Exercise requirements: Go through the material below, count the lines with the word "derive", and reply with the count alone.

Data for review:
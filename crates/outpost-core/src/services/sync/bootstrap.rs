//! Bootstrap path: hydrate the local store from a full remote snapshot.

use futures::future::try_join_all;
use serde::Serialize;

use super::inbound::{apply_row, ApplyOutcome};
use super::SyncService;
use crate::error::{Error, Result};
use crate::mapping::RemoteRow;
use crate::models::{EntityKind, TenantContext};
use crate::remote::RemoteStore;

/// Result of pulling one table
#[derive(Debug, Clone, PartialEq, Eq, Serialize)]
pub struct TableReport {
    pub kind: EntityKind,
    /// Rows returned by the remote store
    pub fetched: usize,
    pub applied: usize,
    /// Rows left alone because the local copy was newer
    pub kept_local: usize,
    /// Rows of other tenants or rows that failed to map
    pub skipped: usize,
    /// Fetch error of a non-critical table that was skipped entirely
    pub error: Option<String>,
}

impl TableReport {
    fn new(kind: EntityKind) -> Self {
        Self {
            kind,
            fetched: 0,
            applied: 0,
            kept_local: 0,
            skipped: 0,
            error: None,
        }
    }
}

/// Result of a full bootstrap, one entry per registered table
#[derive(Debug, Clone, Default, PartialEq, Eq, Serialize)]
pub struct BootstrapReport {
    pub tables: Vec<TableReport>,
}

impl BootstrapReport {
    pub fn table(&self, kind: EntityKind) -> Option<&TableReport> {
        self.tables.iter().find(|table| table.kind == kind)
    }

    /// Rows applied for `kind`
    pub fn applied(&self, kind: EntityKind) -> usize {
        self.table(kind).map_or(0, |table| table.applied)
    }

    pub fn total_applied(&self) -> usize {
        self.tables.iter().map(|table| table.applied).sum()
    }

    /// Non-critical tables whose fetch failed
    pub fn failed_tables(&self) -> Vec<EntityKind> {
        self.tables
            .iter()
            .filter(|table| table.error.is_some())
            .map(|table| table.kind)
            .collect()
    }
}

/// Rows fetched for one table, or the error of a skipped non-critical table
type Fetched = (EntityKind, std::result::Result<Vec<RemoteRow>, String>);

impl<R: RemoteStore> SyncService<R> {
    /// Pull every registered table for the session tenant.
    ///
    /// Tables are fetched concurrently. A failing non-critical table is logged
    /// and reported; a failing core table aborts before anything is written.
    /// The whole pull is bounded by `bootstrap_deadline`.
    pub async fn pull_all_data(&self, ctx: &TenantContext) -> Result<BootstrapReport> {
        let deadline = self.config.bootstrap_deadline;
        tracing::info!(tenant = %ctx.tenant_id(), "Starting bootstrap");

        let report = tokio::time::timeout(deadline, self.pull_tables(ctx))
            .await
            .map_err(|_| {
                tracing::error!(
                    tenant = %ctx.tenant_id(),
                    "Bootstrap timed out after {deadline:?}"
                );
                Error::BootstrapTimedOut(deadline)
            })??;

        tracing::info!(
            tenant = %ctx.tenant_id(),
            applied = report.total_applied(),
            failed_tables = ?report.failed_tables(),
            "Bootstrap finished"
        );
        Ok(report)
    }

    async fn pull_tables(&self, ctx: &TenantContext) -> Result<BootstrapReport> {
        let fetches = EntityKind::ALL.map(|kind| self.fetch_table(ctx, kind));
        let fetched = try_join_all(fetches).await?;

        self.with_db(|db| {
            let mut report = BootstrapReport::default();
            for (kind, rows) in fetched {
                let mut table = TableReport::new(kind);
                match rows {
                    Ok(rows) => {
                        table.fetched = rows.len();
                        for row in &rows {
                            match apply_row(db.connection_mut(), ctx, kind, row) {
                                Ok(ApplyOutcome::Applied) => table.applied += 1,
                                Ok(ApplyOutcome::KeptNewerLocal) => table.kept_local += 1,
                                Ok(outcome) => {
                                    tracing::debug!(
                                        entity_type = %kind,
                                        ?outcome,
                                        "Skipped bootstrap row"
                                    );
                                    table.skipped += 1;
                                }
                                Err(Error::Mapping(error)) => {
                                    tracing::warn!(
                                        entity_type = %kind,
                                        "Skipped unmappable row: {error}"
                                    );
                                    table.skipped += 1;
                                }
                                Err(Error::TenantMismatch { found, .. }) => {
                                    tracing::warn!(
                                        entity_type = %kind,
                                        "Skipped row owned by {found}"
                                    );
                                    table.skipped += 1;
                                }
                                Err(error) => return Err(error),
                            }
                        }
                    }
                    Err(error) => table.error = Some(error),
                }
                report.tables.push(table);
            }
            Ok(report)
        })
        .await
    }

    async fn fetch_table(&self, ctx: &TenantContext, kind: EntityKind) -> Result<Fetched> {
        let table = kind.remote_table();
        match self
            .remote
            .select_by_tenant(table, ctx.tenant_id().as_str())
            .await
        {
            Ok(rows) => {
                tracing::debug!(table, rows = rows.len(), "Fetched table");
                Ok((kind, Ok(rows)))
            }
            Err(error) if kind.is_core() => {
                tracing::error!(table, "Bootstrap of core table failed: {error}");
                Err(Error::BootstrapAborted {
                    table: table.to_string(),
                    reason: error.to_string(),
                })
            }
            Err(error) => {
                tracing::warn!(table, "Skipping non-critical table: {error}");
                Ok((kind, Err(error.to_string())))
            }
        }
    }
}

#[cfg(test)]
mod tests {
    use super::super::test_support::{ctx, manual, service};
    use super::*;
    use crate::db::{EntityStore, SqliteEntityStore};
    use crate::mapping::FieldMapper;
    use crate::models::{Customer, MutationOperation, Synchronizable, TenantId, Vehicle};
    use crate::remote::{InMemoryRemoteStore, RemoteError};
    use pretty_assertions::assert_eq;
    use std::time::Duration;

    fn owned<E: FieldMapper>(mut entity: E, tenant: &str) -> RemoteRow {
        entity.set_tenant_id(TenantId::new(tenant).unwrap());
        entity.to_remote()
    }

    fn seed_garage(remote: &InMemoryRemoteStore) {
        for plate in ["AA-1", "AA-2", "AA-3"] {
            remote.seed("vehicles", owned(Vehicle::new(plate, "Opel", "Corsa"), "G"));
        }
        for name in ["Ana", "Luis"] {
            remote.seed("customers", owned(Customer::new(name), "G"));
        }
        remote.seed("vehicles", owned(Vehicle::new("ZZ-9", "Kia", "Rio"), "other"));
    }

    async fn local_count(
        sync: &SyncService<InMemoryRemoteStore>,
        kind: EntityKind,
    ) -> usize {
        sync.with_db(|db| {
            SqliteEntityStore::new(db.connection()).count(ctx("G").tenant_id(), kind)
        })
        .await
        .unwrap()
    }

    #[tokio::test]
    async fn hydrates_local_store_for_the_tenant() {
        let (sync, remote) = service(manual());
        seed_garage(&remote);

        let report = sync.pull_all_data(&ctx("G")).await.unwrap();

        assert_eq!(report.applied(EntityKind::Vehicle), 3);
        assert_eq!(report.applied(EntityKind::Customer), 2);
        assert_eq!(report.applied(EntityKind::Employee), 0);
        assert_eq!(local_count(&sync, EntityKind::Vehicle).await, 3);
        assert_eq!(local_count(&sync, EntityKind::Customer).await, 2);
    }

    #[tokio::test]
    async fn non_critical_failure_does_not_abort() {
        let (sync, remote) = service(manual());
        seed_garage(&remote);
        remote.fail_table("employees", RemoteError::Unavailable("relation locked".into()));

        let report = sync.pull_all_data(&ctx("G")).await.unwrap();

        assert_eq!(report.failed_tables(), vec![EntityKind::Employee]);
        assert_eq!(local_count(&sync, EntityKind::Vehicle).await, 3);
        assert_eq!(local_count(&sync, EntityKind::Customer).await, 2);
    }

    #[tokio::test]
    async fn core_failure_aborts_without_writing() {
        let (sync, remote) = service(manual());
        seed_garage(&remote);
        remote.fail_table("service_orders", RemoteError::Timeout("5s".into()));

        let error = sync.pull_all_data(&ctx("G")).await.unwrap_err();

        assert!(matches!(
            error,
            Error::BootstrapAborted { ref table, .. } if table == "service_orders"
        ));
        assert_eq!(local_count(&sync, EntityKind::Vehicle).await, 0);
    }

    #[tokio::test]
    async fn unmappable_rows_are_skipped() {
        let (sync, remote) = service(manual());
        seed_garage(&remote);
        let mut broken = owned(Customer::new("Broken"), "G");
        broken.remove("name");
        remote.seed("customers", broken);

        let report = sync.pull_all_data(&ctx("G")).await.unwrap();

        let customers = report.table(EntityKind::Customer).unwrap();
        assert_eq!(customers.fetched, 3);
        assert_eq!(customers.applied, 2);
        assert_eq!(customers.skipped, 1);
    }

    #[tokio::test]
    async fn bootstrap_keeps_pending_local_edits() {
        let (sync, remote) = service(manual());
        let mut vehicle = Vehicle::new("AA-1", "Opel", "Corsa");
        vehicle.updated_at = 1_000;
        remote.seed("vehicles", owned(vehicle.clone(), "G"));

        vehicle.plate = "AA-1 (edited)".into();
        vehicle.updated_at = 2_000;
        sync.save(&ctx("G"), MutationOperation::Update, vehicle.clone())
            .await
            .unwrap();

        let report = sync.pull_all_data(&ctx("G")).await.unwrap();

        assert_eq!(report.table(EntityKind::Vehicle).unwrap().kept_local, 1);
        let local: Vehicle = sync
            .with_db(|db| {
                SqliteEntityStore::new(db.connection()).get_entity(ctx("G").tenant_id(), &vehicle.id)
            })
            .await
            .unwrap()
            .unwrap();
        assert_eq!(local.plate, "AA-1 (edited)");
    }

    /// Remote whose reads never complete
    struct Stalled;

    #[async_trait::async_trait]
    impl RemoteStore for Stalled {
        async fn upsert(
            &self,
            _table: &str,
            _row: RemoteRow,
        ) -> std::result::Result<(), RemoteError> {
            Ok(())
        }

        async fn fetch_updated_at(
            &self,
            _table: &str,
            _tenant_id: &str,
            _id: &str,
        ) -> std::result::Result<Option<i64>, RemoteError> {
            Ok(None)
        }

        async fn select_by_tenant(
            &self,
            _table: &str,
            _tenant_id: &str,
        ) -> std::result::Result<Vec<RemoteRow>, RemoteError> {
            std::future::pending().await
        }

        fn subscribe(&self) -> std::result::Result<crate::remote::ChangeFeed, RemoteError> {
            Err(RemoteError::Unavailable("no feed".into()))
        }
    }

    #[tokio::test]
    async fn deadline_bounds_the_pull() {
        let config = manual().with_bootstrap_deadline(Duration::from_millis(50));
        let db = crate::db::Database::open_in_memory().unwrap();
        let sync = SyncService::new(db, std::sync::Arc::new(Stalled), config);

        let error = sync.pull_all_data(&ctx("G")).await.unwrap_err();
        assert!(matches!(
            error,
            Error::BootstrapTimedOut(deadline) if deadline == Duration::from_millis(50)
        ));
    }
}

Solved problem: 2